Perguntas frequentes

Sou herdeiro e quero vender minha parte, mas os outros não deixam. Posso fazer algo?

Sim. Ninguém é obrigado a permanecer em condomínio: a lei permite ao coproprietário exigir a divisão ou, sendo o imóvel indivisível, a extinção do condomínio com a venda e a partilha do dinheiro. É um direito que não depende da concordância dos demais — eles são citados e podem exercer a preferência para comprar a sua parte.

O que é a ação de extinção de condomínio?

É o processo em que um coproprietário pede a venda do imóvel comum indivisível. O bem é avaliado, os demais donos têm preferência para adquirir pelo valor da avaliação, e, não havendo interessados, o imóvel vai a leilão judicial, repartindo-se o valor conforme a fração de cada um.

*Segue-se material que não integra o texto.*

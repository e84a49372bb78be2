//! Static sentiment lexicon: category → phrase → weight.
//!
//! Entries are read-only for the life of the process. Each phrase is stemmed
//! once on first use; several phrases may collapse to the same stem (e.g.
//! `decline`/`declined`) and their weights then add up on every match.

use once_cell::sync::Lazy;

use super::normalize::stem_phrase;
use crate::decision::Recommendation;

const BUY_KEYWORDS: &[(&str, u32)] = &[
    ("growth", 2), ("grow", 2), ("growing", 2), ("grew", 2),
    ("rally", 2), ("rallied", 2), ("rallying", 2),
    ("outperform", 3), ("outperformed", 3), ("outperforming", 3),
    ("bullish", 3), ("bull", 2),
    ("upside", 2), ("up", 1), ("upward", 2),
    ("strong performance", 2), ("performed strongly", 2), ("strong", 1),
    ("beat expectations", 3), ("exceeded expectations", 3), ("better than expected", 3),
    ("increase", 1), ("increased", 1), ("increasing", 1),
    ("milestone", 1), ("boom", 2), ("booming", 2),
    ("dominance", 2), ("dominant", 2), ("dominating", 2),
    ("optimistic", 2), ("optimism", 2),
    ("rise", 1), ("rising", 1), ("rose", 1),
    ("valuable", 1), ("value", 1), ("positive outlook", 3),
    ("potential", 1), ("innovation", 1), ("innovative", 1),
    ("leadership", 1), ("leader", 1), ("leading", 1),
    ("success", 1), ("successful", 1), ("succeeded", 1),
    ("opportunity", 1), ("promising", 2), ("exceed", 2), ("expand", 1), ("expanded", 1),
    ("profit", 2), ("profitable", 2), ("gains", 2),
];

const SELL_KEYWORDS: &[(&str, u32)] = &[
    ("decline", 2), ("declined", 2), ("declining", 2),
    ("downgrade", 3), ("downgraded", 3),
    ("underperform", 3), ("underperformed", 3), ("underperforming", 3),
    ("bearish", 3), ("bear", 2),
    ("downside", 2), ("down", 1), ("downward", 2),
    ("weak performance", 2), ("performed weakly", 2), ("weak", 1),
    ("miss expectations", 3), ("missed expectations", 3), ("worse than expected", 3),
    ("decrease", 1), ("decreased", 1), ("decreasing", 1),
    ("drop", 1), ("dropped", 1), ("dropping", 1),
    ("plummet", 3), ("plummeted", 3), ("plummeting", 3),
    ("fall", 1), ("falling", 1), ("fell", 1),
    ("risk", 1), ("risky", 1), ("risks", 1),
    ("concern", 1), ("concerning", 1), ("concerned", 1), ("concerns", 1),
    ("negative outlook", 3), ("negative", 2),
    ("overvalued", 2), ("overpriced", 2), ("expensive", 1),
    ("competition", 1), ("competitive", 1), ("competitor", 1),
    ("pressure", 1), ("pressured", 1), ("under pressure", 2),
    ("challenge", 1), ("challenged", 1), ("challenging", 1),
    ("struggle", 2), ("struggled", 2), ("struggling", 2),
    ("slowdown", 2), ("slowing", 2), ("slowed", 2),
    ("disappointing", 2), ("disappointed", 2), ("disappointment", 2),
    ("loss", 2), ("losing", 2), ("lost", 2), ("losses", 2),
    ("trouble", 2), ("troubled", 2), ("troubling", 2),
];

const HOLD_KEYWORDS: &[(&str, u32)] = &[
    ("stable", 2), ("stability", 2),
    ("maintain", 2), ("maintained", 2), ("maintaining", 2),
    ("mixed signals", 3), ("mixed", 2),
    ("fair value", 2), ("fairly valued", 2),
    ("balanced", 2), ("balance", 2),
    ("wait and see", 3), ("waiting", 1),
    ("uncertain", 2), ("uncertainty", 2),
    ("volatile", 1), ("volatility", 1),
    ("hold", 3), ("holding", 3),
    ("steady", 2), ("steadily", 2),
    ("neutral outlook", 3), ("neutral", 2),
    ("cautious", 1), ("caution", 1),
    ("moderate", 1), ("moderately", 1),
    ("patience", 1), ("patient", 1),
    ("sideways", 2), ("consolidation", 2), ("consolidating", 2),
    ("even", 1), ("unchanged", 1), ("flat", 1),
    ("consistent", 1), ("consistently", 1),
];

/// One weighted phrase with its precomputed stemmed key.
#[derive(Debug, Clone)]
pub struct LexiconEntry {
    pub category: Recommendation,
    /// Raw phrase, used for the negation proximity check.
    pub phrase: &'static str,
    /// Stemmed phrase, used for substring counting against stemmed sentences.
    pub stemmed: String,
    pub weight: u32,
}

static LEXICON: Lazy<Vec<LexiconEntry>> = Lazy::new(|| {
    let tables = [
        (Recommendation::Buy, BUY_KEYWORDS),
        (Recommendation::Sell, SELL_KEYWORDS),
        (Recommendation::Hold, HOLD_KEYWORDS),
    ];
    tables
        .into_iter()
        .flat_map(|(category, table)| {
            table.iter().map(move |&(phrase, weight)| LexiconEntry {
                category,
                phrase,
                stemmed: stem_phrase(phrase),
                weight,
            })
        })
        .collect()
});

/// All lexicon entries: BUY first, then SELL, then HOLD.
pub fn entries() -> &'static [LexiconEntry] {
    &LEXICON
}

/// Entries of a single category.
pub fn entries_for(category: Recommendation) -> impl Iterator<Item = &'static LexiconEntry> {
    entries().iter().filter(move |e| e.category == category)
}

Preciso ter feito o inventário antes?

Em regra, sim: a extinção pressupõe que as frações de cada herdeiro estejam definidas — o que o inventário e o registro da partilha fazem. Imóvel ainda em nome do falecido resolve-se primeiro pelo inventário; muitas vezes, aliás, é dentro dele que a venda sai por acordo.

Um dos herdeiros mora no imóvel de graça. Os outros podem cobrar?

Em regra, o herdeiro que usa o imóvel comum com exclusividade pode ter de indenizar os demais — uma espécie de aluguel proporcional às frações, geralmente a partir da notificação. Há detalhes e exceções, mas a ideia central é essa: usar sozinho o que é de todos tem preço.

O viúvo ou viúva que mora na casa pode ser obrigado a sair com a venda?

Aqui existe um limite importante: o STJ decidiu em 2025 que o direito real de habitação do cônjuge ou companheiro sobrevivente impede a extinção do condomínio e a venda judicial enquanto perdurar. Ou seja: filhos que herdaram a nua-propriedade, em regra, não conseguem forçar a venda da moradia do viúvo.

Dá para resolver sem processo?

Muitas vezes, sim — e costuma ser melhor para todos: venda conjunta no mercado (que paga mais que leilão), compra da parte de um pelos outros, ou permuta compensada. O processo judicial é a saída para quando a negociação, mesmo bem conduzida, falha.

Conteúdo informativo. Este texto tem caráter geral e não substitui a orientação jurídica para o caso concreto.